[[ SOURCE DATA open ]]

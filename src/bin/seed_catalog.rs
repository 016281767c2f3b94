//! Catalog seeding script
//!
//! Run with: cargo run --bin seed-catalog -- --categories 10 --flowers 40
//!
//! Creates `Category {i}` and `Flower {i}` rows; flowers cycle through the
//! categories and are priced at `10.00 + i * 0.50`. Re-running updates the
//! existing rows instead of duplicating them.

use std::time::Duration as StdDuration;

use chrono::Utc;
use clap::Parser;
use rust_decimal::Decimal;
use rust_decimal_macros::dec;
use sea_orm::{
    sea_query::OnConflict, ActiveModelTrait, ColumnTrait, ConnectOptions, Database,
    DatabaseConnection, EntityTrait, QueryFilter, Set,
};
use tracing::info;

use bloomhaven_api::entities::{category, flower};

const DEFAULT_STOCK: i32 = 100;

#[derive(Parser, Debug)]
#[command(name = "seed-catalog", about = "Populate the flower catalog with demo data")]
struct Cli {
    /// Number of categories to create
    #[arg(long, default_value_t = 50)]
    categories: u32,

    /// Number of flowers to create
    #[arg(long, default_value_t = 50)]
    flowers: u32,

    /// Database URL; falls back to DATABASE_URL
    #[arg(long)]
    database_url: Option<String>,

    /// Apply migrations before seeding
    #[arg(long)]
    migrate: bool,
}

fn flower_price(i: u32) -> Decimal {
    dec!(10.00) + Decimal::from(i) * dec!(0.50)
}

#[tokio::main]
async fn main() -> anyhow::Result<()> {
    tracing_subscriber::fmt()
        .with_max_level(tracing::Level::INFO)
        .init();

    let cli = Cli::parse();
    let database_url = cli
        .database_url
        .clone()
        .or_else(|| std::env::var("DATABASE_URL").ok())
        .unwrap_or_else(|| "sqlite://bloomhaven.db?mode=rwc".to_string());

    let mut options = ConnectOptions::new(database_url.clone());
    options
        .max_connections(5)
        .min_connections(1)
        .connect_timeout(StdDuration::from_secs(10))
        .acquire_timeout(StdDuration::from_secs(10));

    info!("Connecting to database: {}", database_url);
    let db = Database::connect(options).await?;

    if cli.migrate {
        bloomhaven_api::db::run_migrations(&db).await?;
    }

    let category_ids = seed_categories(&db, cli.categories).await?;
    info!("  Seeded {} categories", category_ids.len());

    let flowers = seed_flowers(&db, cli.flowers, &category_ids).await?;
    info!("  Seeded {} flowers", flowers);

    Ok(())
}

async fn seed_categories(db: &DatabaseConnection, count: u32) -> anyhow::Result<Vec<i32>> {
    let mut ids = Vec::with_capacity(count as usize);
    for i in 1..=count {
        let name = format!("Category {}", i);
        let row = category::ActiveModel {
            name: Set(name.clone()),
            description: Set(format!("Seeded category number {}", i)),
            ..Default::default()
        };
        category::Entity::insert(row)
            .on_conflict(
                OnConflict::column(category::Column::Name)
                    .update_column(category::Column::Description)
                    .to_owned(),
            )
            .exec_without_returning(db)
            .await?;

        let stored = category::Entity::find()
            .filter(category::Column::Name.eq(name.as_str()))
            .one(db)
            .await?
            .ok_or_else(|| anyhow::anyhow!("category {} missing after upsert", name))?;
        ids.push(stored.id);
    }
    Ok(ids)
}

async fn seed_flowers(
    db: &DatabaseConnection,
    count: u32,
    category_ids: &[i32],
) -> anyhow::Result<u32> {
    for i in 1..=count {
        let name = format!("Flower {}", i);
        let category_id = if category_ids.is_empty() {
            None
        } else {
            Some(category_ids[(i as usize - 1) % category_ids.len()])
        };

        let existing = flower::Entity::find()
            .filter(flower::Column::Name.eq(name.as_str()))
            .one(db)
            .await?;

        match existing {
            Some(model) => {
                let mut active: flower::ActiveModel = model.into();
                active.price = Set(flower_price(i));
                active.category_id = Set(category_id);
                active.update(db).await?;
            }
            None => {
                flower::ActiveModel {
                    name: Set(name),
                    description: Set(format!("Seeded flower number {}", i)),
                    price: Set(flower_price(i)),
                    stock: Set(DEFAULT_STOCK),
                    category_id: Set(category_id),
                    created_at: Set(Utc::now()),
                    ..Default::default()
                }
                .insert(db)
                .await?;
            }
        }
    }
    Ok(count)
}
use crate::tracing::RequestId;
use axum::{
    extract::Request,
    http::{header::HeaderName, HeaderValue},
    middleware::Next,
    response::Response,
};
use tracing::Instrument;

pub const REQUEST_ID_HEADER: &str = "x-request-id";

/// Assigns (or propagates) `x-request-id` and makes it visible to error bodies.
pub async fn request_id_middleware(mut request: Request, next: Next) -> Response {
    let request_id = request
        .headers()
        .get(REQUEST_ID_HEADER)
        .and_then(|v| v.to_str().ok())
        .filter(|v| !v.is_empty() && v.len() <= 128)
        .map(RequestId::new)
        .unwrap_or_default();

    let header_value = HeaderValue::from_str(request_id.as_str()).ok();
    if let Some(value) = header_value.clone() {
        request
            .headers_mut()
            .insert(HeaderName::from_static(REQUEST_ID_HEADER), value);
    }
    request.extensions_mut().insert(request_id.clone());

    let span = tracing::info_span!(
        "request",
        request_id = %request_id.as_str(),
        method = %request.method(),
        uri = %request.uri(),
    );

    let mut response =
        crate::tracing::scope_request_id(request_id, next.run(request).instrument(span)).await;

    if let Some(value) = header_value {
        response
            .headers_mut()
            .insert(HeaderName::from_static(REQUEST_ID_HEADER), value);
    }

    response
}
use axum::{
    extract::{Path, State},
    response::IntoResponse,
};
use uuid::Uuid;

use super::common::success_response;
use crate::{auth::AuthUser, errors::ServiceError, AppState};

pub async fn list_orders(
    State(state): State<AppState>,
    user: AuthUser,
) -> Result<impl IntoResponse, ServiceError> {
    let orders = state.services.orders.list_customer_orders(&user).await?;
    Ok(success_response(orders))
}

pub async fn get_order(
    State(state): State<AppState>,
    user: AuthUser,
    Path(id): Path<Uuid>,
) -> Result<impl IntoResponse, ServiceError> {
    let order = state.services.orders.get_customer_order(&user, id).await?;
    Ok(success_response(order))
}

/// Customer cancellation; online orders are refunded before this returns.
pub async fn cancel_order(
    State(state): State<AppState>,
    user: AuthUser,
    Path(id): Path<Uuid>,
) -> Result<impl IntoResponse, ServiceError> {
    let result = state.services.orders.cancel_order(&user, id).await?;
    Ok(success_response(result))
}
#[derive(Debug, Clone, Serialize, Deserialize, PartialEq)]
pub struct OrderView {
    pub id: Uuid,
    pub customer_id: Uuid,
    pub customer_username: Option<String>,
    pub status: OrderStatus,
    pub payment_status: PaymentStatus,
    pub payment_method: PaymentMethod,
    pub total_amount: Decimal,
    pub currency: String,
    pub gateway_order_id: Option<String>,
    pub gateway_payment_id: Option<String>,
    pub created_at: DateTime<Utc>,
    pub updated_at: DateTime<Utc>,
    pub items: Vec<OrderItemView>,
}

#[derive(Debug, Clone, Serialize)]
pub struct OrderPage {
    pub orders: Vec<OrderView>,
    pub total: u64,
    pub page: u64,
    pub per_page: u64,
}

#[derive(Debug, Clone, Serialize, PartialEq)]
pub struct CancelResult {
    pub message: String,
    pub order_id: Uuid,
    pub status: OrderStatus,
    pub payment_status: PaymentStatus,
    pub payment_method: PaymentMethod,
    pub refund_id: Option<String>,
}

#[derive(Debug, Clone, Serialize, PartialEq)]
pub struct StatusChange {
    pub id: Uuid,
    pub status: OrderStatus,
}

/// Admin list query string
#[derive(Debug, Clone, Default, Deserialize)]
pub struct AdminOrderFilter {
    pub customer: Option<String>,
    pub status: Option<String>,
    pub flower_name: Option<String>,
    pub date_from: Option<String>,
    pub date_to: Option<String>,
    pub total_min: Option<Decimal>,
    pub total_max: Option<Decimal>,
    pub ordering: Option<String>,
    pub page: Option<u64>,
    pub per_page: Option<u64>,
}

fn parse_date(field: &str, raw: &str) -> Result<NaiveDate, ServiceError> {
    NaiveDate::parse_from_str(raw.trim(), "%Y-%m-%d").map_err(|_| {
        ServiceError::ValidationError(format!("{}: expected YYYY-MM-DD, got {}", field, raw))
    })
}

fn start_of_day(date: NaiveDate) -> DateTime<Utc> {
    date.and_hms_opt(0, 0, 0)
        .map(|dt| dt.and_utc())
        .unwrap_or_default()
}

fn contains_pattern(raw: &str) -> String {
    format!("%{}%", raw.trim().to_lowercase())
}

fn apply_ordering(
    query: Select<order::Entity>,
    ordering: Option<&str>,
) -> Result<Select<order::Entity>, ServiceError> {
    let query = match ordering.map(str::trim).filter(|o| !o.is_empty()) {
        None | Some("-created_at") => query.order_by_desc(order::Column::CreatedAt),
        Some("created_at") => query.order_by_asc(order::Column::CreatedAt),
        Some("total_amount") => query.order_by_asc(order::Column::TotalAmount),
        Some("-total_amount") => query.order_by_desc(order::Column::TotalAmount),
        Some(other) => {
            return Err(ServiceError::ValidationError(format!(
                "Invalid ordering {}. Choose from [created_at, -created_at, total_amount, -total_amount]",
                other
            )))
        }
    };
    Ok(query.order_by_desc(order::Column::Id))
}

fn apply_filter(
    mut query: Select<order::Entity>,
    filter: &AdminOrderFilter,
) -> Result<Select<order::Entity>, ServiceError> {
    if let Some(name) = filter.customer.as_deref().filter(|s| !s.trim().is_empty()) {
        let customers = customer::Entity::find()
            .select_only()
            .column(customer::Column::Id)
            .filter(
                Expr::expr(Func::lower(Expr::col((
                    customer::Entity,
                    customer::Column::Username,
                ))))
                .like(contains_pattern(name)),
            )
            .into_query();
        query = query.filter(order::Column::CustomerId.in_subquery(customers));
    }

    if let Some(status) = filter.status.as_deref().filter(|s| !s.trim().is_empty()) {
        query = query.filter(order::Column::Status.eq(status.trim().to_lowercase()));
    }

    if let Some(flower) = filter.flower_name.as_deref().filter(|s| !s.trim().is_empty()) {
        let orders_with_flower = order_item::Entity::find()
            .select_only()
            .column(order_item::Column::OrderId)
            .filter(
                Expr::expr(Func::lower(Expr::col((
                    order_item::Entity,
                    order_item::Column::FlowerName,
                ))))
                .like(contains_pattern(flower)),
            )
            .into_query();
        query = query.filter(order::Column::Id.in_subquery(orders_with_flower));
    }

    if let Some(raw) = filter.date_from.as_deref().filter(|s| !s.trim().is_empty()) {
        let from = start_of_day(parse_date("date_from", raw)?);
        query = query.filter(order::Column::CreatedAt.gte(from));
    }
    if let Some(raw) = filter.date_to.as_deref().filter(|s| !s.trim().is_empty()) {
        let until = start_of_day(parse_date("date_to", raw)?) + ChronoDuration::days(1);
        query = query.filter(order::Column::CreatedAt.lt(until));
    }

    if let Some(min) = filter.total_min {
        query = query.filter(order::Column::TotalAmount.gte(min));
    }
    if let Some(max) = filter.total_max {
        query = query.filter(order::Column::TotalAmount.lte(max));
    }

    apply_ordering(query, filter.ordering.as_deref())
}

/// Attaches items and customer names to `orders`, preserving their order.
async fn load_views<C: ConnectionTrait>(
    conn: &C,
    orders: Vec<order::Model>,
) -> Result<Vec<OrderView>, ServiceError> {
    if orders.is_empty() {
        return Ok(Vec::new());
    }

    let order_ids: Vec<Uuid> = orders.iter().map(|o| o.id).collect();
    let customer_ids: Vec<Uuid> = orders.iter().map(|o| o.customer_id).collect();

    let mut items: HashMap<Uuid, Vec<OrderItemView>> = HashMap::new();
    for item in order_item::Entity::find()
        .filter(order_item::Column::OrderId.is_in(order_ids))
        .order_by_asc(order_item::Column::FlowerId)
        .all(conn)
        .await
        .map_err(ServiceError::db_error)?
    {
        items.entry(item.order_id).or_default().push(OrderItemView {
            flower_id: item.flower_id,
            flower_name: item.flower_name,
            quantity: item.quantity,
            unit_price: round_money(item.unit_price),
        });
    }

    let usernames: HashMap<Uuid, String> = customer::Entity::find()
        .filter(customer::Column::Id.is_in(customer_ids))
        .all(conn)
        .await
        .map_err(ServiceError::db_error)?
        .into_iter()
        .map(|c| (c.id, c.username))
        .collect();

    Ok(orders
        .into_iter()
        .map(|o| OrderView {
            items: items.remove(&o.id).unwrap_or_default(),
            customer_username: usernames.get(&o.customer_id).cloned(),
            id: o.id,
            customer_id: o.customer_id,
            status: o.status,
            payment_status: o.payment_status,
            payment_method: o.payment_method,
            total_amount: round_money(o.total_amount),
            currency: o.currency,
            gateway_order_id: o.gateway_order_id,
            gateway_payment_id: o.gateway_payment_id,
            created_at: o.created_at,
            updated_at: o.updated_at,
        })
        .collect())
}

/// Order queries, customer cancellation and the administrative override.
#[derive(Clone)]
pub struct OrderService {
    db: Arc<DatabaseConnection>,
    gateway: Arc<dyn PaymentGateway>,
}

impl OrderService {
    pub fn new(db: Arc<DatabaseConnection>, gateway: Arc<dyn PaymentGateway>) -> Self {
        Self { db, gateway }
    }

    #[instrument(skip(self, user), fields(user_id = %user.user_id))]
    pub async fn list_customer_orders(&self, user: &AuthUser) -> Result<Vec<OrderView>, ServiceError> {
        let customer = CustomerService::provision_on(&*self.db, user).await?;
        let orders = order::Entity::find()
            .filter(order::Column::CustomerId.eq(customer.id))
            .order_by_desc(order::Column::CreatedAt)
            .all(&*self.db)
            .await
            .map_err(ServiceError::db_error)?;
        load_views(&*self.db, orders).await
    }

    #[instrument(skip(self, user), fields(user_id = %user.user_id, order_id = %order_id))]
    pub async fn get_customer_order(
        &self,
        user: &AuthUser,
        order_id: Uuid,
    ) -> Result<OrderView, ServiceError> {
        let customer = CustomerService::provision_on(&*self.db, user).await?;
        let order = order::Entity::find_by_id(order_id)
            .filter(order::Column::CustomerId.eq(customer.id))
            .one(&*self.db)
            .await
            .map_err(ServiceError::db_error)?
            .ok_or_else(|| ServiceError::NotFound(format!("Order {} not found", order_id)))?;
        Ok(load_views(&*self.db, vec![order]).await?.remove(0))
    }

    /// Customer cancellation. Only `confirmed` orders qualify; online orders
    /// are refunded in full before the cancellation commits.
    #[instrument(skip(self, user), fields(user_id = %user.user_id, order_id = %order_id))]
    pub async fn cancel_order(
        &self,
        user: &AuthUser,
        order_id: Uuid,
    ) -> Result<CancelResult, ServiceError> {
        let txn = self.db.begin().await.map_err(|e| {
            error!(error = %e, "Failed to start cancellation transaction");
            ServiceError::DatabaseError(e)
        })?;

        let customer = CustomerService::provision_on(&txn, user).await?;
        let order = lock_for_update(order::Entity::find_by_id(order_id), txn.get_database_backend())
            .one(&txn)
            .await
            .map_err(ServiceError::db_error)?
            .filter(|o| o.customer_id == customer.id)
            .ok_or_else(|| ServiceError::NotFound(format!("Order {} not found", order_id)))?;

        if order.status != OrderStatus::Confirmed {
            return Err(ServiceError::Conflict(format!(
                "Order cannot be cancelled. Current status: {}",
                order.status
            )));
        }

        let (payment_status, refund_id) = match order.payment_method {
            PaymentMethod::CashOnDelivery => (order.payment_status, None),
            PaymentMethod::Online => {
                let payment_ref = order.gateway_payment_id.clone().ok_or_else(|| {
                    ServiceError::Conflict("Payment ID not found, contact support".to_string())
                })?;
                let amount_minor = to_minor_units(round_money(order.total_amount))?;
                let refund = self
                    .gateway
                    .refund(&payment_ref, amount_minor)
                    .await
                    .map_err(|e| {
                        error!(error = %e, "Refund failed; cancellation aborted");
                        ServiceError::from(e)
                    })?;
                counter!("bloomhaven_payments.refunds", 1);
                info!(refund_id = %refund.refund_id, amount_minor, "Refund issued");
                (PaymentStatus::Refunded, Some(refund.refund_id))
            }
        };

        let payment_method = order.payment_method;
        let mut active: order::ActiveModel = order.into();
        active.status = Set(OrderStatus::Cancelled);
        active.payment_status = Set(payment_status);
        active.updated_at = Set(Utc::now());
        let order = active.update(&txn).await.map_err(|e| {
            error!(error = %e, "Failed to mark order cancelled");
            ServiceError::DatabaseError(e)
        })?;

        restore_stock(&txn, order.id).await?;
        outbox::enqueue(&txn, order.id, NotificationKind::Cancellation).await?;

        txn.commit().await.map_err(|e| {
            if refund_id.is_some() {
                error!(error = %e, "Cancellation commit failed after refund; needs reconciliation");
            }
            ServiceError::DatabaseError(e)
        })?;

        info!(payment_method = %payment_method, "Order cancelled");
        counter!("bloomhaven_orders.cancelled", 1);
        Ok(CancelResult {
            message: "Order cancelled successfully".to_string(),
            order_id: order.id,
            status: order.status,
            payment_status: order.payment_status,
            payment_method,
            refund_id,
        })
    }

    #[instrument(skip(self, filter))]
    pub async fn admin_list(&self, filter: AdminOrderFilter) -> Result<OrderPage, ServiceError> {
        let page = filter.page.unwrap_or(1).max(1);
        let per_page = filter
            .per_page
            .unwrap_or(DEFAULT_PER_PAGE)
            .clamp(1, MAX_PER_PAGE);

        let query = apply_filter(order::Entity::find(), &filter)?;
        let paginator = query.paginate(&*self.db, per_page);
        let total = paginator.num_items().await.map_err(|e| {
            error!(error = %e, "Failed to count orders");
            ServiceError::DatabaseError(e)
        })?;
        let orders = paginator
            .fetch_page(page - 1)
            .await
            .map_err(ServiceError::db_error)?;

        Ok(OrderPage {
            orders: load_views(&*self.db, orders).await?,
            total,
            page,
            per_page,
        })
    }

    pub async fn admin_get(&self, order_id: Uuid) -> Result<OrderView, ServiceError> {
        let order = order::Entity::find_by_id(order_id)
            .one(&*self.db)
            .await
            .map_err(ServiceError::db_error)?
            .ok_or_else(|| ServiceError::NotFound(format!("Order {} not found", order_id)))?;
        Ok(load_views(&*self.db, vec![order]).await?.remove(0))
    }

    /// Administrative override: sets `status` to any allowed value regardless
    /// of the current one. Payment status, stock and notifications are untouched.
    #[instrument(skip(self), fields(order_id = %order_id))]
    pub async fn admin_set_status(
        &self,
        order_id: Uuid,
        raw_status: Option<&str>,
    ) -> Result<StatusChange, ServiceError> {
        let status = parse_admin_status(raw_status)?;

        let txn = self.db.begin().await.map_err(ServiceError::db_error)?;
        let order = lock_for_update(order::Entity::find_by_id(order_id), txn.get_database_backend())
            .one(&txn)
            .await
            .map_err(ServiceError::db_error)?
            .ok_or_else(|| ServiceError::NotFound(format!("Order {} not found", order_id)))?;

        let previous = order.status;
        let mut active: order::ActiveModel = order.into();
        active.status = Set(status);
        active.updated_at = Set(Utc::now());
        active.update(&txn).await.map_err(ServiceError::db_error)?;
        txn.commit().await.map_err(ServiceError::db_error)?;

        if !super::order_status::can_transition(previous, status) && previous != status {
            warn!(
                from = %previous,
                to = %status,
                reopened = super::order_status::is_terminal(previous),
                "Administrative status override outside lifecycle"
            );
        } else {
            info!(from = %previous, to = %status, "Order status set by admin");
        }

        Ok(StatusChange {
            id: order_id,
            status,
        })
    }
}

[[ SOURCE DATA closed ]]

__HOW TO COMPLETE THIS TASK__: Across the entries above, tally every line that includes the string "OrderService", then state only the count.

__REPLY__: 2